I discovered sometimes you can’t make sense of suffering, but you can make peace with pain. When that happens, it’s not that you stop hurting; you simply learn to live with longing.
— Christopher M. Jones | Mitchell's Journey

At the time these molds were taken, Mitch didn’t know the doctors said he had days to live – and I’m pretty sure he just thought mom and dad were being weird. But then again, it always seemed he knew more than he let on. He not only had a look of knowing in his countenance, but he would also say things from time to time that revealed how deeply perceptive he was.

When I look at this life-size statue of my son and me holding hands, I see several conversations at once. First, a whisper between a father and his little boy, “I love you, son, so very much.” Then, “I love you, too, Dad. I know you’ll keep me safe.” At the same time, because I knew my son’s deadly secret, I see a one-way narrative, “Sweet boy, we’re almost out of time. Let me hold you before it’s too late – for tomorrow, I will miss you forever.”

The final unspoken narrative, at least to me, is symbolic of two souls drowning in a sea of trouble.

At least to me, this statue with my son contains a deeper metaphor; that of two drowning souls trying to comfort each other in their hour of need. As Mitchell’s life was being swallowed up by the sea, I felt like we were both drowning, only differently, me in grief and Mitch to biology.

My wife and I knew what was about to happen, and we felt like we were drowning in grief. Yet, we didn’t know how deep and dark those waters would soon become. As terrifying as grief was at the time, we were still splashing in the shallow end of sorrow. Deep grief would eventually come, years after the loss of Mitch.

Before I knew it, little Mitch was gone, and my wife and I were left feeling empty.

A few months later, the board of a company I was running pitched in and sent our family to Hawaii to get away and perhaps heal a little.

One night, while my family and I were on the shore, I took a photo of the sunset (seen in this image) and wrote the words, “Good night, little Mitch. You are always on my mind. And while I know you're not lost at sea, sometimes in my heart, you may as well be.” Then, Mark Allen, a thoughtful and inspired friend, commented on my post: “Consider him your lighthouse now... so you can make it back home...” I was grateful for his words of compassion and faith.

I’ve spent the last 7 years gathering up my broken pieces, healing one grief moment at a time. I’ve felt my way through the darkest shadows of death and tried to make sense of suffering. I discovered that sometimes you can’t make sense of suffering, but you can make peace with pain. When that happens, it’s not that you stop hurting; you simply learn to live with longing.
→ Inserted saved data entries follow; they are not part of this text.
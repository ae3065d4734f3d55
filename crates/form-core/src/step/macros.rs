//! Macro utilitaria para declarar el enum de variantes de un wizard.
//!
//! ```ignore
//! step_types! {
//!     pub enum CheckoutStep {
//!         Cart => "cart",
//!         Address => "address",
//!         Done => "done",
//!     }
//! }
//! ```

/// Declara un enum de variantes con `StepType` y `Display` implementados.
#[macro_export]
macro_rules! step_types {
    ($(#[$meta:meta])* $vis:vis enum $name:ident { $($variant:ident => $tag:literal),+ $(,)? }) => {
        $(#[$meta])*
        #[derive(Debug, Clone, Copy, PartialEq, Eq, Hash)]
        $vis enum $name { $($variant),+ }

        impl $crate::step::StepType for $name {
            const ALL: &'static [Self] = &[$($name::$variant),+];
            fn as_str(&self) -> &'static str {
                match self { $($name::$variant => $tag),+ }
            }
        }

        impl ::std::fmt::Display for $name {
            fn fmt(&self, f: &mut ::std::fmt::Formatter<'_>) -> ::std::fmt::Result {
                f.write_str($crate::step::StepType::as_str(self))
            }
        }
    };
}
//! Implementación Postgres (Diesel) del `StepStore` del core.
//!
//! - Paridad 1:1 con `InMemoryStepStore`: mismo orden de records (más
//!   reciente primero, desempate por id descendente), mismos errores de
//!   "no encontrado".
//! - Las variantes de step se guardan como su tag (`StepType::as_str`); un
//!   tag desconocido al leer es `CoreFormError::UnknownStepType`.
//! - Errores transitorios (pool, serialización, desconexiones) se reintentan
//!   con backoff corto.

use chrono::{DateTime, Utc};
use diesel::prelude::*;
use diesel::r2d2::{self, ConnectionManager};
use log::{debug, warn};
use uuid::Uuid;

use form_core::hashing::new_session_hash;
use form_core::{CoreFormError, Session, StepRecord, StepStore, StepType};

use crate::error::PersistenceError;
use crate::migrations::run_pending_migrations;
use crate::schema::{form_sessions, step_records};

/// Pool r2d2 de conexiones Postgres. Al construirlo con `build_pool` se
/// corren las migraciones pendientes una sola vez.
pub type PgPool = r2d2::Pool<ConnectionManager<PgConnection>>;

pub type PgPooledConnection = r2d2::PooledConnection<ConnectionManager<PgConnection>>;

/// Proveedor abstracto de conexiones (pool real o fake en tests).
pub trait ConnectionProvider: Send + Sync + 'static {
    fn connection(&self) -> Result<PgPooledConnection, PersistenceError>;
}

/// `ConnectionProvider` respaldado por un `PgPool`.
pub struct PoolProvider {
    pub pool: PgPool,
}

impl ConnectionProvider for PoolProvider {
    fn connection(&self) -> Result<PgPooledConnection, PersistenceError> {
        self.pool
            .get()
            .map_err(|e| PersistenceError::TransientIo(format!("pool error: {e}")))
    }
}

/// Fila de `form_sessions`.
#[derive(Queryable, Debug)]
pub struct SessionRow {
    pub id: Uuid,
    pub hash: Option<String>,
    pub current_step: Option<String>,
    pub created_at: DateTime<Utc>,
}

#[derive(Insertable, Debug)]
#[diesel(table_name = form_sessions)]
pub struct NewSessionRow<'a> {
    pub id: &'a Uuid,
    pub created_at: DateTime<Utc>,
}

/// Fila de `step_records`.
#[derive(Queryable, Debug)]
pub struct RecordRow {
    pub id: i64,
    pub session_id: Uuid,
    pub step_type: String,
    pub data: String,
    pub modified_at: DateTime<Utc>,
}

#[derive(Insertable, Debug)]
#[diesel(table_name = step_records)]
pub struct NewRecordRow<'a> {
    pub session_id: &'a Uuid,
    pub step_type: &'a str,
    pub data: &'a str,
    pub modified_at: DateTime<Utc>,
}

/// Determina si un error es transitorio (recomendado reintentar).
fn is_retryable(e: &PersistenceError) -> bool {
    match e {
        PersistenceError::SerializationConflict => true,
        PersistenceError::TransientIo(_) => true,
        // best-effort por texto, sin acoplar a SQLSTATE
        PersistenceError::Unknown(msg) => {
            let m = msg.to_lowercase();
            m.contains("deadlock detected")
            || m.contains("could not serialize access due to concurrent update")
            || m.contains("terminating connection due to administrator command")
            || m.contains("connection closed")
            || m.contains("connection refused")
            || m.contains("timeout")
        }
        _ => false,
    }
}

/// Retry con backoff lineal (15ms, 30ms, 45ms), hasta 3 reintentos.
fn with_retry<F, T>(mut f: F) -> Result<T, PersistenceError>
    where F: FnMut() -> Result<T, PersistenceError>
{
    let mut attempts = 0;
    loop {
        match f() {
            Err(e) if is_retryable(&e) && attempts < 3 => {
                let delay_ms = 15 * ((attempts + 1) as u64);
                warn!("retryable error (attempt {}): {:?} -> sleeping {}ms",
                      attempts + 1,
                      e,
                      delay_ms);
                std::thread::sleep(std::time::Duration::from_millis(delay_ms));
                attempts += 1;
            }
            r => return r,
        }
    }
}

fn session_from_row<K: StepType>(row: SessionRow) -> Result<Session<K>, CoreFormError> {
    let current_step = row.current_step.as_deref().map(K::parse).transpose()?;
    Ok(Session { id: row.id,
                 hash: row.hash,
                 current_step,
                 created_at: row.created_at })
}

fn record_from_row<K: StepType>(row: RecordRow) -> Result<StepRecord<K>, CoreFormError> {
    Ok(StepRecord { id: row.id,
                    session_id: row.session_id,
                    step_type: K::parse(&row.step_type)?,
                    data: row.data,
                    modified_at: row.modified_at })
}

/// `StepStore` sobre Postgres.
pub struct PgStepStore<P: ConnectionProvider> {
    pub provider: P,
}

impl<P: ConnectionProvider> PgStepStore<P> {
    pub fn new(provider: P) -> Self {
        Self { provider }
    }

    fn load_session(&self, id: Uuid) -> Result<Option<SessionRow>, PersistenceError> {
        with_retry(|| {
            let mut conn = self.provider.connection()?;
            form_sessions::table.find(id)
                                .first::<SessionRow>(&mut conn)
                                .optional()
                                .map_err(PersistenceError::from)
        })
    }

    fn load_records(&self, session_id: Uuid) -> Result<Vec<RecordRow>, PersistenceError> {
        with_retry(|| {
            let mut conn = self.provider.connection()?;
            step_records::table.filter(step_records::session_id.eq(session_id))
                               .order((step_records::modified_at.desc(), step_records::id.desc()))
                               .load::<RecordRow>(&mut conn)
                               .map_err(PersistenceError::from)
        })
    }
}

impl<K: StepType, P: ConnectionProvider> StepStore<K> for PgStepStore<P> {
    fn create_session(&mut self) -> Result<Session<K>, CoreFormError> {
        let id = Uuid::new_v4();
        let row: SessionRow = with_retry(|| {
            let mut conn = self.provider.connection()?;
            diesel::insert_into(form_sessions::table).values(NewSessionRow { id: &id,
                                                                             created_at: Utc::now() })
                                                     .get_result(&mut conn)
                                                     .map_err(PersistenceError::from)
        })?;
        debug!("create_session id={id}");
        session_from_row(row)
    }

    fn get_session(&self, id: Uuid) -> Result<Session<K>, CoreFormError> {
        match self.load_session(id)? {
            Some(row) => session_from_row(row),
            None => Err(CoreFormError::SessionNotFound(id)),
        }
    }

    fn find_session_by_hash(&self, hash: &str) -> Result<Option<Session<K>>, CoreFormError> {
        let row: Option<SessionRow> = with_retry(|| {
            let mut conn = self.provider.connection()?;
            form_sessions::table.filter(form_sessions::hash.eq(hash))
                                .first(&mut conn)
                                .optional()
                                .map_err(PersistenceError::from)
        })?;
        row.map(session_from_row).transpose()
    }

    fn set_current_step(&mut self, session_id: Uuid, step: Option<K>) -> Result<(), CoreFormError> {
        let tag = step.map(|k| k.as_str());
        let updated = with_retry(|| {
            let mut conn = self.provider.connection()?;
            diesel::update(form_sessions::table.find(session_id)).set(form_sessions::current_step.eq(tag))
                                                                 .execute(&mut conn)
                                                                 .map_err(PersistenceError::from)
        })?;
        if updated == 0 {
            return Err(CoreFormError::SessionNotFound(session_id));
        }
        debug!("set_current_step session={session_id} step={}", tag.unwrap_or("-"));
        Ok(())
    }

    fn persist_session(&mut self, session_id: Uuid) -> Result<Session<K>, CoreFormError> {
        let hash = new_session_hash(session_id);
        // Sólo asigna si aún no hay hash; la lectura posterior devuelve el
        // hash vigente en ambos casos.
        with_retry(|| {
            let mut conn = self.provider.connection()?;
            diesel::update(form_sessions::table.find(session_id).filter(form_sessions::hash.is_null()))
                .set(form_sessions::hash.eq(&hash))
                .execute(&mut conn)
                .map_err(PersistenceError::from)
        })?;
        self.get_session(session_id)
    }

    fn create_record(&mut self, session_id: Uuid, step_type: K, blob: String) -> Result<StepRecord<K>, CoreFormError> {
        let row: RecordRow = with_retry(|| {
            let mut conn = self.provider.connection()?;
            diesel::insert_into(step_records::table).values(NewRecordRow { session_id: &session_id,
                                                                           step_type: step_type.as_str(),
                                                                           data: &blob,
                                                                           modified_at: Utc::now() })
                                                    .get_result(&mut conn)
                                                    .map_err(PersistenceError::from)
        }).map_err(|e| match e {
              PersistenceError::ForeignKeyViolation(_) => CoreFormError::SessionNotFound(session_id),
              other => other.into(),
          })?;
        debug!("create_record id={} session={session_id} step={}", row.id, row.step_type);
        record_from_row(row)
    }

    fn get_record(&self, id: i64) -> Result<StepRecord<K>, CoreFormError> {
        let row: Option<RecordRow> = with_retry(|| {
            let mut conn = self.provider.connection()?;
            step_records::table.find(id)
                               .first(&mut conn)
                               .optional()
                               .map_err(PersistenceError::from)
        })?;
        match row {
            Some(row) => record_from_row(row),
            None => Err(CoreFormError::RecordNotFound(id)),
        }
    }

    fn update_record_data(&mut self, id: i64, blob: String) -> Result<StepRecord<K>, CoreFormError> {
        let row: Option<RecordRow> = with_retry(|| {
            let mut conn = self.provider.connection()?;
            diesel::update(step_records::table.find(id)).set((step_records::data.eq(&blob),
                                                              step_records::modified_at.eq(Utc::now())))
                                                        .get_result(&mut conn)
                                                        .optional()
                                                        .map_err(PersistenceError::from)
        })?;
        match row {
            Some(row) => record_from_row(row),
            None => Err(CoreFormError::RecordNotFound(id)),
        }
    }

    fn find_record(&self, session_id: Uuid, step_type: K) -> Result<Option<StepRecord<K>>, CoreFormError> {
        let row: Option<RecordRow> = with_retry(|| {
            let mut conn = self.provider.connection()?;
            step_records::table.filter(step_records::session_id.eq(session_id))
                               .filter(step_records::step_type.eq(step_type.as_str()))
                               .order((step_records::modified_at.desc(), step_records::id.desc()))
                               .first(&mut conn)
                               .optional()
                               .map_err(PersistenceError::from)
        })?;
        row.map(record_from_row).transpose()
    }

    fn list_records(&self, session_id: Uuid) -> Result<Vec<StepRecord<K>>, CoreFormError> {
        let rows = self.load_records(session_id)?;
        debug!("list_records session={session_id} count={}", rows.len());
        rows.into_iter().map(record_from_row).collect()
    }
}

/// Construye un pool Postgres r2d2 y corre las migraciones pendientes.
///
/// - Tamaños 0 se elevan a 1; si `min_size > max_size` se usa `min = max`.
pub fn build_pool(database_url: &str, min_size: u32, max_size: u32) -> Result<PgPool, PersistenceError> {
    let validated_min = min_size.max(1);
    let validated_max = max_size.max(1);
    if validated_min > validated_max {
        warn!("min_size > max_size ({validated_min} > {validated_max}), ajustando min=max");
    }
    let final_min = validated_min.min(validated_max);
    let manager = ConnectionManager::<PgConnection>::new(database_url);
    let pool = r2d2::Pool::builder().min_idle(Some(final_min))
                                    .max_size(validated_max)
                                    .build(manager)
                                    .map_err(|e| PersistenceError::TransientIo(format!("pool build: {e}")))?;
    {
        let mut conn = pool.get()
                           .map_err(|e| PersistenceError::TransientIo(format!("pool get for migrations: {e}")))?;
        run_pending_migrations(&mut conn)?;
    }
    Ok(pool)
}

/// Helper de desarrollo: carga `.env`, lee `DbConfig` y construye un pool ya
/// migrado.
pub fn build_dev_pool_from_env() -> Result<PgPool, PersistenceError> {
    crate::config::init_dotenv();
    let cfg = crate::config::DbConfig::from_env()?;
    build_pool(&cfg.url, cfg.min_connections, cfg.max_connections)
}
I still miss my boy. I think about him every day and wonder what memories we might have made. And when I see his childhood friends in our neighborhood, almost young adults now, I marvel how fast time has passed.

I still wonder what happens on the other side of life. You know that place over there … on the far side of the sea. Sometimes the waves of grief are so great they completely swallow me. Other times I wade softly in the water, smooth and placidly.

The struggle to keep from drowning has made me stronger and given rise to a different kind of me. I’m still flawed and tread water… but I see the world differently… thanks to my son, somewhere over there … on the far side of the sea.